== YOUR OBJECTIVE ==
Reproduce the whole listing, keeping every character the same.

== SUPPLIED MATERIAL ==
_ _ _ _ _

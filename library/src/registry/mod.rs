//! Capability registry: the static catalog of computation-node providers.
//!
//! Populated once at startup, then shared read-only (`Arc<CapabilityRegistry>`) by every graph
//! build.

mod builtin;

use std::collections::{HashMap, HashSet};
use std::sync::Arc;

use log::{debug, warn};

use crate::backend::BackendRegistry;
use crate::error::RegistryError;
use crate::model::{ModelHierarchy, Value};
use crate::node::{ModuleFunction, NodeContext, NodeFailure, NodeSpec};

pub use builtin::{MODEL_PARAMETERS, MODEL_PARAMETERS_TYPE};

#[derive(Debug, Clone, Copy, PartialEq, Eq, Hash, PartialOrd, Ord)]
pub struct ProviderId(usize);

impl ProviderId {
    pub fn as_usize(self) -> usize {
        self.0
    }
}

#[derive(Debug, Clone, PartialEq, Eq)]
pub enum ProviderStatus {
    Available,
    Disabled { reason: String },
}

/// A registered node: metadata plus the function handle.
pub struct NodeProvider {
    id: ProviderId,
    spec: NodeSpec,
    function: Arc<dyn ModuleFunction>,
    status: ProviderStatus,
}

impl NodeProvider {
    pub fn id(&self) -> ProviderId {
        self.id
    }

    pub fn spec(&self) -> &NodeSpec {
        &self.spec
    }

    pub fn function(&self) -> &Arc<dyn ModuleFunction> {
        &self.function
    }

    pub fn status(&self) -> &ProviderStatus {
        &self.status
    }

    pub fn is_available(&self) -> bool {
        self.status == ProviderStatus::Available
    }
}

/// Catalog of providers indexed by capability.
#[derive(Default)]
pub struct CapabilityRegistry {
    providers: Vec<NodeProvider>,
    by_capability: HashMap<String, Vec<ProviderId>>,
    names: HashSet<String>,
    models: ModelHierarchy,
}

impl CapabilityRegistry {
    pub fn new() -> Self {
        Self::default()
    }

    /// A registry that already provides [`MODEL_PARAMETERS`].
    pub fn with_builtin_parameters() -> Self {
        let mut registry = Self::new();
        builtin::register(&mut registry);
        registry
    }

    /// Adds a provider. Malformed metadata fails immediately; several providers of the same
    /// capability are fine and are disambiguated at build time.
    pub fn register(
        &mut self,
        spec: NodeSpec,
        function: Arc<dyn ModuleFunction>,
    ) -> Result<ProviderId, RegistryError> {
        validate(&spec)?;
        let full_name = spec.full_name();
        if !self.names.insert(full_name.clone()) {
            return Err(RegistryError::DuplicateNode(full_name));
        }

        let id = ProviderId(self.providers.len());
        debug!(
            "Registered `{}` providing `{}` ({})",
            full_name, spec.capability, spec.type_name
        );
        self.by_capability
            .entry(spec.capability.clone())
            .or_default()
            .push(id);
        self.providers.push(NodeProvider {
            id,
            spec,
            function,
            status: ProviderStatus::Available,
        });
        Ok(id)
    }

    /// Registers a closure as the node's function.
    pub fn register_fn<F>(
        &mut self,
        spec: NodeSpec,
        function: F,
    ) -> Result<ProviderId, RegistryError>
    where
        F: Fn(&NodeContext<'_>) -> Result<Value, NodeFailure> + Send + Sync + 'static,
    {
        self.register(spec, Arc::new(function))
    }

    pub fn models(&self) -> &ModelHierarchy {
        &self.models
    }

    pub fn models_mut(&mut self) -> &mut ModelHierarchy {
        &mut self.models
    }

    pub fn get(&self, id: ProviderId) -> Option<&NodeProvider> {
        self.providers.get(id.0)
    }

    pub fn providers(&self) -> impl Iterator<Item = &NodeProvider> {
        self.providers.iter()
    }

    pub fn len(&self) -> usize {
        self.providers.len()
    }

    pub fn is_empty(&self) -> bool {
        self.providers.is_empty()
    }

    /// Every provider of `capability`, disabled ones included, in registration order.
    pub fn lookup_all(&self, capability: &str) -> Vec<&NodeProvider> {
        self.by_capability
            .get(capability)
            .map(|ids| ids.iter().map(|id| &self.providers[id.0]).collect())
            .unwrap_or_default()
    }

    /// Available providers of `capability` matching `type_name` (if given) that may run under
    /// `model`, in registration order.
    pub fn lookup(
        &self,
        capability: &str,
        type_name: Option<&str>,
        model: &str,
    ) -> Vec<&NodeProvider> {
        self.lookup_all(capability)
            .into_iter()
            .filter(|p| p.is_available())
            .filter(|p| type_name.map_or(true, |t| p.spec.type_name == t))
            .filter(|p| self.models.is_compatible(model, &p.spec.allowed_models))
            .collect()
    }

    /// Why `provider` is not a candidate for `(type_name, model)`, or `None` if it is.
    pub fn exclusion_reason(
        &self,
        provider: &NodeProvider,
        type_name: Option<&str>,
        model: &str,
    ) -> Option<String> {
        let name = provider.spec.full_name();
        if let ProviderStatus::Disabled { reason } = &provider.status {
            return Some(format!("{} is disabled: {}", name, reason));
        }
        if let Some(t) = type_name {
            if provider.spec.type_name != t {
                return Some(format!("{} provides type `{}`", name, provider.spec.type_name));
            }
        }
        if !self.models.is_compatible(model, &provider.spec.allowed_models) {
            return Some(format!(
                "{} is not allowed for model `{}` (allowed: {})",
                name,
                model,
                provider.spec.allowed_models.join(", ")
            ));
        }
        None
    }

    /// Disables every provider whose backend requirements no loaded backend can satisfy.
    ///
    /// Call once after backend discovery and before building graphs, so absent backends show up
    /// as ordinary missing-provider errors.
    pub fn apply_backend_status(&mut self, backends: &BackendRegistry) -> usize {
        let mut disabled = 0;
        for provider in &mut self.providers {
            if !provider.is_available() {
                continue;
            }
            let unsatisfied = provider
                .spec
                .backend_requirements
                .iter()
                .find(|req| !backends.can_satisfy(req));
            if let Some(req) = unsatisfied {
                let reason = format!(
                    "backend requirement `{}` unavailable: {}",
                    req.group,
                    backends.explain(req)
                );
                warn!("Disabling `{}`: {}", provider.spec.full_name(), reason);
                provider.status = ProviderStatus::Disabled { reason };
                disabled += 1;
            }
        }
        disabled
    }
}

fn validate(spec: &NodeSpec) -> Result<(), RegistryError> {
    let node = if spec.module.is_empty() || spec.function.is_empty() {
        spec.capability.clone()
    } else {
        spec.full_name()
    };
    let empty = |field: &'static str| RegistryError::EmptyField {
        node: node.clone(),
        field,
    };

    if spec.capability.is_empty() {
        return Err(empty("capability name"));
    }
    if spec.module.is_empty() {
        return Err(empty("module name"));
    }
    if spec.function.is_empty() {
        return Err(empty("function name"));
    }
    if spec.type_name.is_empty() {
        return Err(empty("result type"));
    }
    if spec.dependencies.iter().any(|d| d.capability.is_empty()) {
        return Err(empty("dependency capability"));
    }
    if spec.backend_requirements.iter().any(|b| b.group.is_empty()) {
        return Err(empty("backend requirement group"));
    }
    if spec.options.iter().any(|o| o.key.is_empty()) {
        return Err(empty("option key"));
    }
    if matches!(&spec.needs_manager, Some(m) if m.is_empty()) {
        return Err(empty("loop manager capability"));
    }
    if let Some(loop_spec) = &spec.manages_loop {
        let invalid = |reason: &str| RegistryError::InvalidLoopSpec {
            node: node.clone(),
            reason: reason.to_string(),
        };
        if loop_spec.convergence.is_empty() {
            return Err(invalid("empty convergence capability"));
        }
        if loop_spec.max_iterations == 0 {
            return Err(invalid("max_iterations must be at least 1"));
        }
        if loop_spec.outputs.iter().any(String::is_empty) {
            return Err(invalid("empty output capability"));
        }
    }
    Ok(())
}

_ _ _ _ _

== RESULT ==
filename library/src/registry/mod.rs
//! Capability registry: the static catalog of computation-node providers.
//!
//! Populated once at startup, then shared read-only (`Arc<CapabilityRegistry>`) by every graph
//! build.

mod builtin;

use std::collections::{HashMap, HashSet};
use std::sync::Arc;

use log::{debug, warn};

use crate::backend::BackendRegistry;
use crate::error::RegistryError;
use crate::model::{ModelHierarchy, Value};
use crate::node::{ModuleFunction, NodeContext, NodeFailure, NodeSpec};

pub use builtin::{MODEL_PARAMETERS, MODEL_PARAMETERS_TYPE};

#[derive(Debug, Clone, Copy, PartialEq, Eq, Hash, PartialOrd, Ord)]
pub struct ProviderId(usize);

impl ProviderId {
    pub fn as_usize(self) -> usize {
        self.0
    }
}

#[derive(Debug, Clone, PartialEq, Eq)]
pub enum ProviderStatus {
    Available,
    Disabled { reason: String },
}

/// A registered node: metadata plus the function handle.
pub struct NodeProvider {
    id: ProviderId,
    spec: NodeSpec,
    function: Arc<dyn ModuleFunction>,
    status: ProviderStatus,
}

impl NodeProvider {
    pub fn id(&self) -> ProviderId {
        self.id
    }

    pub fn spec(&self) -> &NodeSpec {
        &self.spec
    }

    pub fn function(&self) -> &Arc<dyn ModuleFunction> {
        &self.function
    }

    pub fn status(&self) -> &ProviderStatus {
        &self.status
    }

    pub fn is_available(&self) -> bool {
        self.status == ProviderStatus::Available
    }
}

/// Catalog of providers indexed by capability.
#[derive(Default)]
pub struct CapabilityRegistry {
    providers: Vec<NodeProvider>,
    by_capability: HashMap<String, Vec<ProviderId>>,
    names: HashSet<String>,
    models: ModelHierarchy,
}

impl CapabilityRegistry {
    pub fn new() -> Self {
        Self::default()
    }

    /// A registry that already provides [`MODEL_PARAMETERS`].
    pub fn with_builtin_parameters() -> Self {
        let mut registry = Self::new();
        builtin::register(&mut registry);
        registry
    }

    /// Adds a provider. Malformed metadata fails immediately; several providers of the same
    /// capability are fine and are disambiguated at build time.
    pub fn register(
        &mut self,
        spec: NodeSpec,
        function: Arc<dyn ModuleFunction>,
    ) -> Result<ProviderId, RegistryError> {
        validate(&spec)?;
        let full_name = spec.full_name();
        if !self.names.insert(full_name.clone()) {
            return Err(RegistryError::DuplicateNode(full_name));
        }

        let id = ProviderId(self.providers.len());
        debug!(
            "Registered `{}` providing `{}` ({})",
            full_name, spec.capability, spec.type_name
        );
        self.by_capability
            .entry(spec.capability.clone())
            .or_default()
            .push(id);
        self.providers.push(NodeProvider {
            id,
            spec,
            function,
            status: ProviderStatus::Available,
        });
        Ok(id)
    }

    /// Registers a closure as the node's function.
    pub fn register_fn<F>(
        &mut self,
        spec: NodeSpec,
        function: F,
    ) -> Result<ProviderId, RegistryError>
    where
        F: Fn(&NodeContext<'_>) -> Result<Value, NodeFailure> + Send + Sync + 'static,
    {
        self.register(spec, Arc::new(function))
    }

    pub fn models(&self) -> &ModelHierarchy {
        &self.models
    }

    pub fn models_mut(&mut self) -> &mut ModelHierarchy {
        &mut self.models
    }

    pub fn get(&self, id: ProviderId) -> Option<&NodeProvider> {
        self.providers.get(id.0)
    }

    pub fn providers(&self) -> impl Iterator<Item = &NodeProvider> {
        self.providers.iter()
    }

    pub fn len(&self) -> usize {
        self.providers.len()
    }

    pub fn is_empty(&self) -> bool {
        self.providers.is_empty()
    }

    /// Every provider of `capability`, disabled ones included, in registration order.
    pub fn lookup_all(&self, capability: &str) -> Vec<&NodeProvider> {
        self.by_capability
            .get(capability)
            .map(|ids| ids.iter().map(|id| &self.providers[id.0]).collect())
            .unwrap_or_default()
    }

    /// Available providers of `capability` matching `type_name` (if given) that may run under
    /// `model`, in registration order.
    pub fn lookup(
        &self,
        capability: &str,
        type_name: Option<&str>,
        model: &str,
    ) -> Vec<&NodeProvider> {
        self.lookup_all(capability)
            .into_iter()
            .filter(|p| p.is_available())
            .filter(|p| type_name.map_or(true, |t| p.spec.type_name == t))
            .filter(|p| self.models.is_compatible(model, &p.spec.allowed_models))
            .collect()
    }

    /// Why `provider` is not a candidate for `(type_name, model)`, or `None` if it is.
    pub fn exclusion_reason(
        &self,
        provider: &NodeProvider,
        type_name: Option<&str>,
        model: &str,
    ) -> Option<String> {
        let name = provider.spec.full_name();
        if let ProviderStatus::Disabled { reason } = &provider.status {
            return Some(format!("{} is disabled: {}", name, reason));
        }
        if let Some(t) = type_name {
            if provider.spec.type_name != t {
                return Some(format!("{} provides type `{}`", name, provider.spec.type_name));
            }
        }
        if !self.models.is_compatible(model, &provider.spec.allowed_models) {
            return Some(format!(
                "{} is not allowed for model `{}` (allowed: {})",
                name,
                model,
                provider.spec.allowed_models.join(", ")
            ));
        }
        None
    }

    /// Disables every provider whose backend requirements no loaded backend can satisfy.
    ///
    /// Call once after backend discovery and before building graphs, so absent backends show up
    /// as ordinary missing-provider errors.
    pub fn apply_backend_status(&mut self, backends: &BackendRegistry) -> usize {
        let mut disabled = 0;
        for provider in &mut self.providers {
            if !provider.is_available() {
                continue;
            }
            let unsatisfied = provider
                .spec
                .backend_requirements
                .iter()
                .find(|req| !backends.can_satisfy(req));
            if let Some(req) = unsatisfied {
                let reason = format!(
                    "backend requirement `{}` unavailable: {}",
                    req.group,
                    backends.explain(req)
                );
                warn!("Disabling `{}`: {}", provider.spec.full_name(), reason);
                provider.status = ProviderStatus::Disabled { reason };
                disabled += 1;
            }
        }
        disabled
    }
}

fn validate(spec: &NodeSpec) -> Result<(), RegistryError> {
    let node = if spec.module.is_empty() || spec.function.is_empty() {
        spec.capability.clone()
    } else {
        spec.full_name()
    };
    let empty = |field: &'static str| RegistryError::EmptyField {
        node: node.clone(),
        field,
    };

    if spec.capability.is_empty() {
        return Err(empty("capability name"));
    }
    if spec.module.is_empty() {
        return Err(empty("module name"));
    }
    if spec.function.is_empty() {
        return Err(empty("function name"));
    }
    if spec.type_name.is_empty() {
        return Err(empty("result type"));
    }
    if spec.dependencies.iter().any(|d| d.capability.is_empty()) {
        return Err(empty("dependency capability"));
    }
    if spec.backend_requirements.iter().any(|b| b.group.is_empty()) {
        return Err(empty("backend requirement group"));
    }
    if spec.options.iter().any(|o| o.key.is_empty()) {
        return Err(empty("option key"));
    }
    if matches!(&spec.needs_manager, Some(m) if m.is_empty()) {
        return Err(empty("loop manager capability"));
    }
    if let Some(loop_spec) = &spec.manages_loop {
        let invalid = |reason: &str| RegistryError::InvalidLoopSpec {
            node: node.clone(),
            reason: reason.to_string(),
        };
        if loop_spec.convergence.is_empty() {
            return Err(invalid("empty convergence capability"));
        }
        if loop_spec.max_iterations == 0 {
            return Err(invalid("max_iterations must be at least 1"));
        }
        if loop_spec.outputs.iter().any(String::is_empty) {
            return Err(invalid("empty output capability"));
        }
    }
    Ok(())
}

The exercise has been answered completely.